5th Prime Minister of Cameroon
- In office 9 April 1992 – 19 September 1996
- President: Paul Biya
- Preceded by: Sadou Hayatou
- Succeeded by: Peter Mafany Musonge

Member of the Senate of Cameroon for the Northwest Region
- In office 14 May 2013 – 4 May 2021

Member of the National Assembly for Mezam
- In office May 1988 – 9 April 1992

Minister of Justice
- In office 3 July 1972 – 30 June 1975
- Prime Minister: Paul Biya
- Preceded by: Félix Sabal Lecco
- Succeeded by: Joseph Charles Doumba

Personal details
- Born: 5 November 1934 Bamenda, British Cameroon
- Died: 4 May 2021 (aged 86) United States
- Party: CPDM

= Simon Achidi Achu =

Prime Minister of Cameroon from 1992 to 1996

Simon Achidi Achu (5 November 1934 – 4 May 2021) was a Cameroonian politician who served as the prime minister of Cameroon from 1992 to 1996. Previously he was Minister of Justice from 1972 to 1975. A leading member of the Cameroon People's Democratic Movement (CPDM), Achidi Achu was appointed Chairman of the National Investment Corporation in 2003, and he was elected to the Senate of Cameroon in 2013.

==Early life and career==
Achidi Achu was born in Bamenda and grew up in Santa, located in the Northwest Province of Cameroon. He completed primary education in Santa and then continued to Cameroon Protestant College, where he had his GCE Ordinary Level. Pa Achu later continued to the University of Yaoundé, where he participated in the creation of the Student Association, which still exists. He also served as the association's first president. He continued his studies in Marseille, France.

==Political career==
Achidi Achu was a state magistrate from October 1965 to October 1966. Later, he was appointed Minister Delegate at the State Federal Inspectorate in late October 1971. He was subsequently appointed Minister of Justice by Cameroonian President Ahmadou Ahidjo on 3 July 1972, remaining in that position until 1975. Pa Simon then returned to Santa and started the Rock Farm Ranch as a farmer.

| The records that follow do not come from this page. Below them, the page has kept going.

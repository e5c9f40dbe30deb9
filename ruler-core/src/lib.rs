//! Ruler Core - Fundamental types
//!
//! This crate provides the core types used throughout Ruler:
//! - `Number`: Exact decimal numbers for scale factors and input values
//! - `RulerError`: Structured errors for adapters

mod number;
mod error;

pub use number::{Number, NumberError};
pub use error::{RulerError, Severity, codes};

/// Prelude for convenient imports
pub mod prelude {
    pub use crate::{Number, NumberError, RulerError, Severity};
    pub use crate::error::codes;
}
//! Structured errors for adapters
//!
//! Library crates raise typed errors; adapters turn them into a
//! `RulerError` with a stable code, a readable message and an optional
//! hint for the caller.

use crate::NumberError;
use serde::{Deserialize, Serialize};

/// Standard error codes (machine-readable)
pub mod codes {
    pub const PARSE_ERROR: &str = "PARSE_ERROR";
    pub const UNKNOWN_UNIT: &str = "UNKNOWN_UNIT";
    pub const CONFIGURATION: &str = "CONFIGURATION";
    pub const DIV_ZERO: &str = "DIV_ZERO";
    pub const DOMAIN_ERROR: &str = "DOMAIN_ERROR";
    pub const OVERFLOW: &str = "OVERFLOW";
}

/// Severity level of an error
#[derive(Debug, Clone, Copy, PartialEq, Eq, Serialize, Deserialize)]
#[serde(rename_all = "lowercase")]
pub enum Severity {
    /// Result was produced but degraded
    Warning,
    /// This conversion failed
    Error,
    /// The process is misconfigured
    Fatal,
}

/// Structured error
#[derive(Debug, Clone, Serialize, Deserialize)]
pub struct RulerError {
    /// Machine-readable error code
    pub code: String,

    /// Human-readable error message
    pub message: String,

    /// Suggestion for fixing the error
    #[serde(skip_serializing_if = "Option::is_none")]
    pub suggestion: Option<String>,

    pub severity: Severity,
}

impl RulerError {
    pub fn new(code: impl Into<String>, message: impl Into<String>) -> Self {
        Self {
            code: code.into(),
            message: message.into(),
            suggestion: None,
            severity: Severity::Error,
        }
    }

    /// Builder: add suggestion
    pub fn with_suggestion(mut self, suggestion: impl Into<String>) -> Self {
        self.suggestion = Some(suggestion.into());
        self
    }

    /// Builder: set severity
    pub fn with_severity(mut self, severity: Severity) -> Self {
        self.severity = severity;
        self
    }

    // ========== Common Error Constructors ==========

    pub fn parse_error(details: impl Into<String>) -> Self {
        Self::new(codes::PARSE_ERROR, format!("Parse error: {}", details.into()))
            .with_suggestion("Enter a decimal number such as 12 or 3.5")
    }

    pub fn unknown_unit(name: &str) -> Self {
        Self::new(codes::UNKNOWN_UNIT, format!("Unknown unit: {}", name))
            .with_suggestion("Use list_units to see supported units")
    }

    pub fn configuration(details: impl Into<String>) -> Self {
        Self::new(codes::CONFIGURATION, format!("Configuration error: {}", details.into()))
            .with_suggestion("This is a bug, please report it")
            .with_severity(Severity::Fatal)
    }

    pub fn div_zero() -> Self {
        Self::new(codes::DIV_ZERO, "Division by zero")
    }

    pub fn domain_error(details: impl Into<String>) -> Self {
        Self::new(codes::DOMAIN_ERROR, format!("Domain error: {}", details.into()))
    }

    pub fn overflow() -> Self {
        Self::new(codes::OVERFLOW, "Numeric overflow")
            .with_suggestion("Use a smaller value")
    }
}

impl std::fmt::Display for RulerError {
    fn fmt(&self, f: &mut std::fmt::Formatter<'_>) -> std::fmt::Result {
        write!(f, "[{}] {}", self.code, self.message)?;
        if let Some(ref suggestion) = self.suggestion {
            write!(f, " (suggestion: {})", suggestion)?;
        }
        Ok(())
    }
}

impl std::error::Error for RulerError {}

impl From<NumberError> for RulerError {
    fn from(err: NumberError) -> Self {
        match err {
            NumberError::ParseError(s) => Self::parse_error(s),
            NumberError::DivisionByZero => Self::div_zero(),
            NumberError::DomainError(s) => Self::domain_error(s),
            NumberError::Overflow => Self::overflow(),
        }
    }
}
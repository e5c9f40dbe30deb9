//! Parsing of user text: input values, unit names and short queries
//! such as "100 cm -> m".

use ruler_core::Number;
use crate::{LengthUnit, UnitError, ParsePolicy};
use crate::registry::UNITS;

/// Resolve a unit name, symbol or alias
pub fn parse_unit(s: &str) -> Result<LengthUnit, UnitError> {
    UNITS.get(s).ok_or_else(|| UnitError::UnknownUnit(s.trim().to_string()))
}

/// Parse an input value according to `policy`.
///
/// Lenient parsing turns anything that is not a finite number into zero.
pub fn parse_value(raw: &str, policy: ParsePolicy) -> Result<Number, UnitError> {
    match parse_decimal(raw) {
        Some(n) => Ok(n),
        None => match policy {
            ParsePolicy::Lenient => {
                tracing::debug!(raw, "unparseable input, using 0");
                Ok(Number::zero())
            }
            ParsePolicy::Strict => Err(UnitError::Parse(raw.to_string())),
        },
    }
}

/// Accept whatever the float grammar accepts, keeping the decimal text
/// exact when possible.
fn parse_decimal(raw: &str) -> Option<Number> {
    let text = strip_type_suffix(raw.trim());
    let value: f64 = text.parse().ok()?;
    if !value.is_finite() {
        return None;
    }
    Number::from_str(text)
        .ok()
        .or_else(|| Number::from_f64(value).ok())
}

/// Drop a trailing float type suffix: "1.5f", "2d", "1e3D".
fn strip_type_suffix(text: &str) -> &str {
    match text.strip_suffix(|c: char| matches!(c, 'f' | 'F' | 'd' | 'D')) {
        Some(rest) if rest.ends_with(|c: char| c.is_ascii_digit() || c == '.') => rest,
        _ => text,
    }
}

/// Parse a unit pair like "cm->m", "cm→m" or "cm to m"
pub fn parse_conversion(s: &str) -> Result<(LengthUnit, LengthUnit), UnitError> {
    let (from, to) = split_conversion(s)
        .ok_or_else(|| UnitError::UnknownUnit(format!("invalid conversion: {}", s.trim())))?;

    Ok((parse_unit(from)?, parse_unit(to)?))
}

fn split_conversion(s: &str) -> Option<(&str, &str)> {
    for sep in ["->", "→", " to ", " in "] {
        if let Some((from, to)) = s.split_once(sep) {
            if !from.trim().is_empty() && !to.trim().is_empty() {
                return Some((from, to));
            }
        }
    }
    None
}

/// Split a quantity like "100 cm" or "2.5ft" into raw number text and unit.
///
/// The number text is returned unparsed so the caller's parse policy
/// decides what to do with it.
pub fn parse_quantity_string(s: &str) -> Result<(String, LengthUnit), UnitError> {
    let s = s.trim();

    let split_at = s
        .char_indices()
        .find(|&(i, c)| (c.is_alphabetic() && !is_exponent_marker(s, i)) || c == '\'')
        .map(|(i, _)| i)
        .ok_or_else(|| UnitError::UnknownUnit(format!("no unit in: {}", s)))?;

    let (number, unit) = s.split_at(split_at);
    Ok((number.trim().to_string(), parse_unit(unit)?))
}

/// `e`/`E` between a digit and a digit or sign is part of the number.
fn is_exponent_marker(s: &str, i: usize) -> bool {
    let bytes = s.as_bytes();
    if !matches!(bytes[i], b'e' | b'E') || i == 0 {
        return false;
    }
    let before = bytes[i - 1];
    let after = bytes.get(i + 1).copied();
    let after_ok = match after {
        Some(b'+') | Some(b'-') => bytes.get(i + 2).is_some_and(|b| b.is_ascii_digit()),
        Some(b) => b.is_ascii_digit(),
        None => false,
    };
    (before.is_ascii_digit() || before == b'.') && after_ok
}

/// Parse a full query: "<value> <unit> -> <unit>"
pub fn parse_query(s: &str) -> Result<(String, LengthUnit, LengthUnit), UnitError> {
    let (quantity, to) = split_conversion(s)
        .ok_or_else(|| UnitError::UnknownUnit(format!("invalid conversion: {}", s.trim())))?;

    let (raw, from) = parse_quantity_string(quantity)?;
    Ok((raw, from, parse_unit(to)?))
}
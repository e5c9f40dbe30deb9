//! Exact decimal numbers using dashu
//!
//! Scale factors such as 0.3048 and parsed input values are kept as
//! dashu-float's `DBig`, so they print and serialize exactly as written.
//! Callers that compute take the nearest `f64` through `to_f64`.

use dashu_float::DBig;
use serde::{Deserialize, Serialize, Serializer, Deserializer};
use thiserror::Error;

/// Error type for number operations
#[derive(Debug, Clone, PartialEq, Error)]
pub enum NumberError {
    #[error("Invalid number format: {0}")]
    ParseError(String),

    #[error("Division by zero")]
    DivisionByZero,

    #[error("Domain error: {0}")]
    DomainError(String),

    #[error("Overflow: result too large")]
    Overflow,
}

/// Working precision for calculations (decimal digits)
const DEFAULT_PRECISION: usize = 50;

/// Arbitrary precision decimal number
#[derive(Debug, Clone)]
pub struct Number {
    inner: DBig,
}

impl Number {
    // ========== Construction ==========

    fn with_work_precision(val: DBig) -> DBig {
        val.with_precision(DEFAULT_PRECISION).value()
    }

    /// Create from string representation
    /// Supports: "123", "3.14", "-42", "1.5e10"
    pub fn from_str(s: &str) -> Result<Self, NumberError> {
        let s = s.trim();
        let inner: DBig = s.parse()
            .map_err(|_| NumberError::ParseError(s.to_string()))?;

        Ok(Self { inner: Self::with_work_precision(inner) })
    }

    /// Create from i64 with working precision
    pub fn from_i64(n: i64) -> Self {
        Self { inner: Self::with_work_precision(DBig::from(n)) }
    }

    /// Create from ratio (exact for terminating decimals)
    pub fn from_ratio(num: i64, den: i64) -> Self {
        if den == 0 {
            return Self::zero();
        }
        let n = Self::with_work_precision(DBig::from(num));
        let d = Self::with_work_precision(DBig::from(den));
        Self { inner: n / d }
    }

    /// Create from f64, going through the shortest decimal that round-trips
    pub fn from_f64(f: f64) -> Result<Self, NumberError> {
        if !f.is_finite() {
            return Err(NumberError::DomainError(format!("non-finite value: {}", f)));
        }
        if f == 0.0 {
            return Ok(Self::zero());
        }
        // Display for f64 never uses exponent notation
        Self::from_str(&format!("{}", f))
    }

    pub fn zero() -> Self {
        Self::from_i64(0)
    }

    // ========== Predicates ==========

    pub fn is_zero(&self) -> bool {
        self.inner == DBig::ZERO
    }

    // ========== Export ==========

    /// Convert to f64. `None` when the value does not fit.
    pub fn to_f64(&self) -> Option<f64> {
        // Rust's float parser is correctly rounded, so the decimal text
        // gives the nearest f64.
        self.inner.to_string()
            .parse::<f64>()
            .ok()
            .filter(|f| f.is_finite())
    }
}

// ========== Trait Implementations ==========

impl std::fmt::Display for Number {
    fn fmt(&self, f: &mut std::fmt::Formatter<'_>) -> std::fmt::Result {
        match self.to_f64() {
            Some(v) => write!(f, "{}", v),
            None => write!(f, "{}", self.inner),
        }
    }
}

impl Serialize for Number {
    fn serialize<S: Serializer>(&self, serializer: S) -> Result<S::Ok, S::Error> {
        serializer.serialize_str(&self.to_string())
    }
}

impl<'de> Deserialize<'de> for Number {
    fn deserialize<D: Deserializer<'de>>(deserializer: D) -> Result<Self, D::Error> {
        let s = String::deserialize(deserializer)?;
        Self::from_str(&s).map_err(serde::de::Error::custom)
    }
}

impl PartialEq for Number {
    fn eq(&self, other: &Self) -> bool {
        self.inner == other.inner
    }
}

impl Eq for Number {}

impl PartialOrd for Number {
    fn partial_cmp(&self, other: &Self) -> Option<std::cmp::Ordering> {
        Some(self.cmp(other))
    }
}

impl Ord for Number {
    fn cmp(&self, other: &Self) -> std::cmp::Ordering {
        self.inner.partial_cmp(&other.inner).unwrap_or(std::cmp::Ordering::Equal)
    }
}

He stayed out of politics for several years, then he was elected as a member of the National Assembly. President Paul Biya later appointed him Prime Minister on 9 April 1992, following the March 1992 parliamentary election. He was the first Anglophone Prime Minister of Cameroon.

On 10 October 1992, the day before the 1992 presidential election, Achidi Achu appeared on Cameroon Radio and Television and addressed the people in French, his second language. In this address, he accused the opposition, led by Social Democratic Front (SDF) candidate John Fru Ndi, of having a "diabolical plan" (plan diabolique) to prosecute and execute the leading figures of the state, government, and military if it won the election, and he urged the people to reject the opposition in order to avert potential violence and instability.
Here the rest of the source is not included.